Commanders and leaders
- Charles VII of France Jean Bureau: Pierre de Montferrand Gaillard IV de Durfort

= Siege of Bordeaux (1453) =

1453 battle that ended the Hundred Years' War

The siege of Bordeaux by King Charles VII, between August and October 1453, is part of the third phase of the Hundred Years' War. It marks the attachment of the city to the crown of France and the end of the English presence in Guyenne as well as in France and of the Hundred Years' War.

== Background ==
On June 29, 1451, the city of Bordeaux surrendered to the troops of Charles VII but it was recaptured a year later by Lord Talbot. On July 17, 1453, the French won the battle of Castillon, which opened the road to Bordeaux for them. The fall of Castillon led to that of the surrounding towns: Saint-Émilion, Libourne, Fronsac, Bourg, Blaye. Bordeaux thus finds itself surrounded.

== Operation ==
On August 13, 1453, the King of France, Charles VII, arrived in person at the Château de Montferrand on the Ambès peninsula to direct the siege operations. The fleet was placed under the command of Jean de Bueil, admiral of France. Charles VII had defense works built to protect his army in the open countryside, in particular near Lormont. The city of Bordeaux was protected by three walls and around twenty large towers; 8,000 men ensured its defense, they resisted for two months.

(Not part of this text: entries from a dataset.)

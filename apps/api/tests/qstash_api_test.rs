//! # `/api/qstash` の統合テスト
//!
//! QStash と同じ形式のトークンを `jsonwebtoken::encode` で発行し、
//! 署名検証から配信までを通しで検証する。

use std::{collections::HashMap, sync::Arc};

use axum::{Router, body::Body};
use http::{Request, StatusCode};
use jsonwebtoken::{Algorithm, EncodingKey, Header, get_current_timestamp};
use mailswitch_api::{AppState, ApiConfig, build_app};
use mailswitch_infra::{EmailSwitch, mock::MockEmailTransport, signature::body_hash};
use pretty_assertions::assert_eq;
use serde_json::json;
use tower::ServiceExt;

const CURRENT_KEY: &str = "sig_current";
const NEXT_KEY: &str = "sig_next";
const DESTINATION: &str = "https://mail.example.com/api/qstash";

const BODY: &str = r#"{"fromEmail":"noreply@example.com","to":["user@example.com"],"subject":"s","text":"t"}"#;

fn config(extra: &[(&'static str, &'static str)]) -> ApiConfig {
    let mut vars = HashMap::from([
        ("ROOT_API_KEY", "root-api-key"),
        ("QSTASH", "true"),
        ("QSTASH_CURRENT_SIGNING_KEY", CURRENT_KEY),
        ("QSTASH_NEXT_SIGNING_KEY", NEXT_KEY),
    ]);
    vars.extend(extra.iter().copied());
    ApiConfig::from_lookup(|name| vars.get(name).map(|v| (*v).to_string())).unwrap()
}

fn app(config: &ApiConfig, transport: &MockEmailTransport) -> Router {
    let state = AppState {
        switch:   Arc::new(EmailSwitch::new(vec![Box::new(transport.clone())])),
        verifier: config.qstash.as_ref().map(|qstash| qstash.verifier()),
    };
    build_app(config, Arc::new(state))
}

fn sign(key: &str, body: &str) -> String {
    let now = get_current_timestamp();
    let claims = json!({
        "iss": "Upstash",
        "sub": DESTINATION,
        "iat": now,
        "nbf": now,
        "exp": now + 300,
        "jti": "msg_1",
        "body": body_hash(body.as_bytes()),
    });
    jsonwebtoken::encode(
        &Header::new(Algorithm::HS256),
        &claims,
        &EncodingKey::from_secret(key.as_bytes()),
    )
    .unwrap()
}

fn post_qstash(signature: Option<&str>, body: &str) -> Request<Body> {
    let mut builder = Request::builder()
        .method("POST")
        .uri("/api/qstash")
        .header("content-type", "application/json");
    if let Some(token) = signature {
        builder = builder.header("upstash-signature", token);
    }
    builder.body(Body::from(body.to_string())).unwrap()
}

#[tokio::test]
async fn test_current鍵の署名なら配信して200() {
    // Given
    let transport = MockEmailTransport::succeeding();
    let app = app(&config(&[]), &transport);
    let token = sign(CURRENT_KEY, BODY);

    // When
    let response = app.oneshot(post_qstash(Some(&token), BODY)).await.unwrap();

    // Then
    assert_eq!(response.status(), StatusCode::OK);
    assert_eq!(transport.call_count(), 1);
}

#[tokio::test]
async fn test_next鍵の署名でも200() {
    let transport = MockEmailTransport::succeeding();
    let app = app(&config(&[]), &transport);
    let token = sign(NEXT_KEY, BODY);

    let response = app.oneshot(post_qstash(Some(&token), BODY)).await.unwrap();

    assert_eq!(response.status(), StatusCode::OK);
}

#[tokio::test]
async fn test_api_keyは不要() {
    let transport = MockEmailTransport::succeeding();
    let app = app(&config(&[]), &transport);
    let token = sign(CURRENT_KEY, BODY);

    let response = app
        .oneshot(
            Request::builder()
                .method("POST")
                .uri("/api/qstash")
                .header("upstash-signature", token)
                .header("authorization", "Bearer wrong")
                .body(Body::from(BODY))
                .unwrap(),
        )
        .await
        .unwrap();

    assert_eq!(response.status(), StatusCode::OK);
}

#[tokio::test]
async fn test_署名ヘッダーがなければ400() {
    let transport = MockEmailTransport::succeeding();
    let app = app(&config(&[]), &transport);

    let response = app.oneshot(post_qstash(None, BODY)).await.unwrap();

    assert_eq!(response.status(), StatusCode::BAD_REQUEST);
    assert_eq!(transport.call_count(), 0);
}

#[tokio::test]
async fn test_署名後にボディを変えたら400() {
    let transport = MockEmailTransport::succeeding();
    let app = app(&config(&[]), &transport);
    let token = sign(CURRENT_KEY, BODY);
    let tampered = BODY.replace("user@example.com", "evil@example.com");

    let response = app
        .oneshot(post_qstash(Some(&token), &tampered))
        .await
        .unwrap();

    assert_eq!(response.status(), StatusCode::BAD_REQUEST);
    let bytes = axum::body::to_bytes(response.into_body(), usize::MAX)
        .await
        .unwrap();
    let json: serde_json::Value = serde_json::from_slice(&bytes).unwrap();
    assert_eq!(json["detail"], "署名を検証できませんでした");
    assert_eq!(transport.call_count(), 0);
}

#[tokio::test]
async fn test_未知の鍵で署名されていたら400() {
    let transport = MockEmailTransport::succeeding();
    let app = app(&config(&[]), &transport);
    let token = sign("unknown_key", BODY);

    let response = app.oneshot(post_qstash(Some(&token), BODY)).await.unwrap();

    assert_eq!(response.status(), StatusCode::BAD_REQUEST);
}

#[tokio::test]
async fn test_署名が正しくても本文が不正なら400() {
    let transport = MockEmailTransport::succeeding();
    let app = app(&config(&[]), &transport);
    let body = r#"{"fromEmail":"noreply@example.com","to":[],"subject":"s","text":"t"}"#;
    let token = sign(CURRENT_KEY, body);

    let response = app.oneshot(post_qstash(Some(&token), body)).await.unwrap();

    assert_eq!(response.status(), StatusCode::BAD_REQUEST);
    assert_eq!(transport.call_count(), 0);
}

#[tokio::test]
async fn test_配信に失敗したら500() {
    let transport = MockEmailTransport::failing();
    let app = app(&config(&[]), &transport);
    let token = sign(CURRENT_KEY, BODY);

    let response = app.oneshot(post_qstash(Some(&token), BODY)).await.unwrap();

    assert_eq!(response.status(), StatusCode::INTERNAL_SERVER_ERROR);
}

#[tokio::test]
async fn test_qstash_urlが異なれば400() {
    let transport = MockEmailTransport::succeeding();
    let app = app(
        &config(&[("QSTASH_URL", "https://other.example.com/api/qstash")]),
        &transport,
    );
    let token = sign(CURRENT_KEY, BODY);

    let response = app.oneshot(post_qstash(Some(&token), BODY)).await.unwrap();

    assert_eq!(response.status(), StatusCode::BAD_REQUEST);
}

#[tokio::test]
async fn test_qstash_urlが一致すれば200() {
    let transport = MockEmailTransport::succeeding();
    let app = app(&config(&[("QSTASH_URL", DESTINATION)]), &transport);
    let token = sign(CURRENT_KEY, BODY);

    let response = app.oneshot(post_qstash(Some(&token), BODY)).await.unwrap();

    assert_eq!(response.status(), StatusCode::OK);
}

The fall of Cadillac and then of the Château de Blanquefort in September diminished the hopes of the people of Bordeaux; moreover, the rich merchants feared seeing their hotels destroyed by Jean Bureau's artillery. Charles VII received reinforcements from fifteen Burgundian ships, sent by Philip the Good. The plague having reached the king's army, the latter agreed to show clemency towards the defenders of Bordeaux, in order to conclude the negotiations promptly; moreover, the supply of the French armies was hampered by the Gascons who led a scorched earth policy.

A treaty was signed on October 9 between the king and nine Bordeaux notables in Montferrand; it provides for the payment of 100,000 crowns by the city of Bordeaux and the release of French prisoners without ransom. Twenty people from Bordeaux, designated by the king, suffered the penalty of banishment, including the lord of Landiras and that of Duras. On October 12, the Bordeaux people delivered twelve hostages, six English and six Gascons, as guarantee. The English left the city with the honors of war, the troops of Charles VII entered there on October 19.

== Consequences ==
The king did not deign to enter Bordeaux, he promised to leave the administration of the city to the people of Bordeaux but in reality he reserved the choice of the mayor, five jurats and the city clerk. A tax was applied to the export of wine, at a rate of 25 cents per barrel. The capture of the city by the French and the loss of its privileges led to the emigration of many nobles and bourgeois to England.